Tuesday, December 07, 2010

Both tender and profound

How lovely. How true:

Keep a good heart. That's the most important thing in life. It's not how much money you make or what you can acquire. The art of it is to keep a good heart.

-- Joni Mitchell

Monday, December 06, 2010

Monday meditative picture blogging

~

I particularly value and appreciate images of gates, doors and windows (they are so symbolic of openness and movement) and so I was delighted when Cynthia sent me the above photo this morning.

Appreciating a blessing

The assertion that not appreciating a blessing is a tragedy strikes me as very true indeed:

In our current state of human development it remains unclear whether we will correct one of life's greatest tragedies, namely, the inability to appreciate a blessing until it is lost.

--Shmuley Boteach

Sunday, December 05, 2010

Sunday art blogging

~~
Artist: August Macke

Taking stock

How interesting. The Good Housekeeping website has a little feature called 52 ways to beat stress. Here's one of them:
Study Yourself: Ask yourself the following questions, preferably on a daily basis, to develop objectivity on how stress is affecting your life: How did I sleep? What is my mood? How did I respond when something unexpected happened? How does my body feel? Did I have any time to myself? Taking stock in this way can help you see your relationship with stress more clearly, which helps you develop a stress-reduction plan that fits your unique needs.
This is a mindfulness practice, isn't it? Consistent meditation will help us in both asking and answering these questions.
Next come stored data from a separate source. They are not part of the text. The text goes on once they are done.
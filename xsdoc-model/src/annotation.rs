//! Annotation analysis.
//!
//! The first documentation fragment of an annotation is the item's short
//! description. Every later fragment is dispatched on its prefix; untagged
//! fragments continue whichever field the previous tagged fragment opened.

use crate::item::SchemaItem;
use xsdoc_schema::{NodeKind, SchemaNode};

/// Field receiving untagged continuation fragments.
#[derive(Debug, Clone, Copy, PartialEq, Eq)]
enum Cursor {
    Description,
    FullDescription,
    Validation,
    Origin,
    SourceEvent,
}

type Handler = fn(&mut SchemaItem, &str, &mut Cursor);

/// Prefix handlers, in priority order.
const PREFIX_HANDLERS: &[(&str, Handler)] = &[
    ("Validação: ", handle_validation),
    ("Origem: ", handle_origin),
    ("Evento de origem: ", handle_source_event),
    ("CHAVE_GRUPO: ", handle_group_keys),
    ("REGRA:", handle_rule),
    ("CONDICAO_GRUPO: ", handle_conditions),
    ("DESCRICAO_COMPLETA:", handle_full_description),
];

/// Populates an item's documentation fields from `owner`'s annotation.
///
/// Does nothing when `owner` carries no annotation. Otherwise every
/// documentation field is reset before the fragments are applied, so the
/// last annotation applied to an item wins.
pub fn apply_annotation(item: &mut SchemaItem, owner: &SchemaNode) {
    if owner.child(&NodeKind::Annotation).is_none() {
        return;
    }
    let fragments = owner.documentation();

    if !item.description_seeded
        && let Some(first) = fragments.first()
    {
        item.description_lines = vec![(*first).to_string()];
    }
    item.full_description_lines.clear();
    item.validation_notes.clear();
    item.origin_notes.clear();
    item.source_event_notes.clear();
    item.group_keys.clear();
    item.validation_rules.clear();
    item.usage_conditions.clear();
    item.usage_conditions.insert("O".to_string(), None);

    let mut cursor = Cursor::Description;
    for fragment in fragments.iter().skip(1) {
        let tagged = PREFIX_HANDLERS.iter().find_map(|(prefix, handler)| {
            fragment.strip_prefix(prefix).map(|rest| (handler, rest))
        });
        match tagged {
            Some((handler, rest)) => handler(item, rest, &mut cursor),
            None => continue_field(item, fragment, cursor),
        }
    }
}

fn continue_field(item: &mut SchemaItem, fragment: &str, cursor: Cursor) {
    let field = match cursor {
        Cursor::Description => {
            if item.description_seeded {
                item.description_lines.clear();
                item.description_seeded = false;
            }
            &mut item.description_lines
        }
        Cursor::FullDescription => &mut item.full_description_lines,
        Cursor::Validation => &mut item.validation_notes,
        Cursor::Origin => &mut item.origin_notes,
        Cursor::SourceEvent => &mut item.source_event_notes,
    };
    field.push(fragment.to_string());
}

fn handle_validation(item: &mut SchemaItem, rest: &str, cursor: &mut Cursor) {
    item.validation_notes.push(rest.to_string());
    *cursor = Cursor::Validation;
}

fn handle_origin(item: &mut SchemaItem, rest: &str, cursor: &mut Cursor) {
    item.origin_notes.push(rest.to_string());
    *cursor = Cursor::Origin;
}

fn handle_source_event(item: &mut SchemaItem, rest: &str, cursor: &mut Cursor) {
    item.source_event_notes.push(rest.to_string());
    *cursor = Cursor::SourceEvent;
}

fn handle_group_keys(item: &mut SchemaItem, rest: &str, _cursor: &mut Cursor) {
    item.group_keys = rest
        .split(", ")
        .map(|key| key.trim().trim_matches(['"', '\'', '{', '}']).to_string())
        .filter(|key| !key.is_empty())
        .collect();
}

fn handle_rule(item: &mut SchemaItem, rest: &str, _cursor: &mut Cursor) {
    item.validation_rules.push(rest.trim().to_string());
}

fn handle_conditions(item: &mut SchemaItem, rest: &str, _cursor: &mut Cursor) {
    item.usage_conditions.clear();
    if rest.contains(';') {
        for clause in rest.split("; ") {
            match clause.split_once(' ') {
                Some((tag, text)) => {
                    item.usage_conditions
                        .insert(tag.to_string(), Some(text.to_string()));
                }
                None => {
                    item.usage_conditions.insert(clause.to_string(), None);
                }
            }
        }
    } else {
        item.usage_conditions.insert(rest.to_string(), None);
    }
}

fn handle_full_description(item: &mut SchemaItem, rest: &str, cursor: &mut Cursor) {
    item.full_description_lines.push(rest.to_string());
    *cursor = Cursor::FullDescription;
}
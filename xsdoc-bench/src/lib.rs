//! # xsdoc Bench
//!
//! Synthetic layouts for xsdoc performance testing.

/// Global types referenced by every synthetic layout.
pub const SYNTHETIC_TYPES: &str = r#"<xs:schema xmlns:xs="http://www.w3.org/2001/XMLSchema">
    <xs:simpleType name="TS_codigo">
        <xs:restriction base="xs:string">
            <xs:minLength value="1"/>
            <xs:maxLength value="30"/>
        </xs:restriction>
    </xs:simpleType>
    <xs:simpleType name="TS_decimal_14_2">
        <xs:restriction base="xs:decimal">
            <xs:totalDigits value="14"/>
            <xs:fractionDigits value="2"/>
        </xs:restriction>
    </xs:simpleType>
    <xs:simpleType name="TS_valor">
        <xs:restriction base="TS_decimal_14_2"/>
    </xs:simpleType>
    <xs:complexType name="T_periodo">
        <xs:sequence>
            <xs:element name="iniValid" type="xs:date"/>
            <xs:element name="fimValid" type="xs:date" minOccurs="0"/>
        </xs:sequence>
    </xs:complexType>
</xs:schema>"#;

/// Builds a layout schema with `groups` groups of `fields` fields each.
///
/// Every group repeats the `T_periodo` type, so all groups after the first
/// carry a duplicate item.
#[must_use]
pub fn synthetic_layout(groups: usize, fields: usize) -> String {
    let mut xml = String::from(
        r#"<xs:schema xmlns:xs="http://www.w3.org/2001/XMLSchema">
    <xs:element name="eSocial">
        <xs:annotation><xs:documentation>S-9999 - Evento sintético</xs:documentation></xs:annotation>
        <xs:complexType><xs:sequence>
            <xs:element name="evtSintetico">
                <xs:annotation>
                    <xs:documentation>Evento sintético.</xs:documentation>
                    <xs:documentation>CHAVE_GRUPO: {Id}</xs:documentation>
                </xs:annotation>
                <xs:complexType><xs:sequence>
"#,
    );

    for group in 0..groups {
        xml.push_str(&format!(
            r#"<xs:element name="grupo{group}" minOccurs="0" maxOccurs="unbounded">
    <xs:annotation>
        <xs:documentation>Grupo {group}.</xs:documentation>
        <xs:documentation>CONDICAO_GRUPO: O (se {{campo0}}(./campo0) = [1]); N (demais casos)</xs:documentation>
    </xs:annotation>
    <xs:complexType><xs:sequence>
        <xs:element name="periodo" type="T_periodo"/>
"#
        ));
        for field in 0..fields {
            let type_name = if field % 2 == 0 { "TS_codigo" } else { "TS_valor" };
            xml.push_str(&format!(
                r#"        <xs:element name="campo{field}" type="{type_name}">
            <xs:annotation>
                <xs:documentation>Campo {field}, conforme Tabela 01.</xs:documentation>
                <xs:documentation>Validação: Deve ser compatível com {{iniValid}}(./periodo_iniValid).</xs:documentation>
                <xs:documentation>REGRA:REGRA_CAMPO_{field}</xs:documentation>
            </xs:annotation>
        </xs:element>
"#
            ));
        }
        xml.push_str("    </xs:sequence></xs:complexType>\n</xs:element>\n");
    }

    xml.push_str(
        r#"                </xs:sequence>
                <xs:attribute name="Id" use="required">
                    <xs:simpleType>
                        <xs:restriction base="xs:ID"><xs:length value="36"/></xs:restriction>
                    </xs:simpleType>
                </xs:attribute>
                </xs:complexType>
            </xs:element>
        </xs:sequence></xs:complexType>
    </xs:element>
</xs:schema>"#,
    );
    xml
}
Saturday, December 04, 2010

Keeping ourselves present

I get a lot of mileage each day from the "Care 2" site. Today a little article entitled 8 Morning Activities to Keep You Present All Day was offered. Needless to say, I approve of the first activity suggested:

1. Meditate in the morning, even if it’s only for five minutes. As soon as you get out of bed, sit in a comfortable position (away from your bed, to avoid the temptation of going back to sleep). Rather than mentally rushing through the daily to-do list or remorse over your poor quality of sleep, allow your mind to soak in the subtle noises that can only come from the start of a brand new day. Do you hear birds chirping, other family members cooking breakfast? Focus on your in breath and out breath, one lungful of air at a time. Do this every morning, and your days will feel sharper, clearer and more full of life.

Friday, December 03, 2010

Friday cat blogging!

~

Assumptions

Here's a little quotation I found. There's a lot to this, you know:

Beware of assumptions! Whatever you assume to be possible -- or impossible will have a tendency to become real for you.

-- Source unknown

Thursday, December 02, 2010

Listening

Compassion makes this possible. Yes, skill is involved as well, but compassion is the foundation:

When I have been listened to and when I have been heard, I am able to re-perceive my world in a new way and to go on. It is astonishing how elements that seem insoluble become soluble when someone listens, how confusions that seem irremediable turn into relatively clear flowing streams when one is heard. I have deeply appreciated the times that I have experienced this sensitive, empathic, concentrated listening.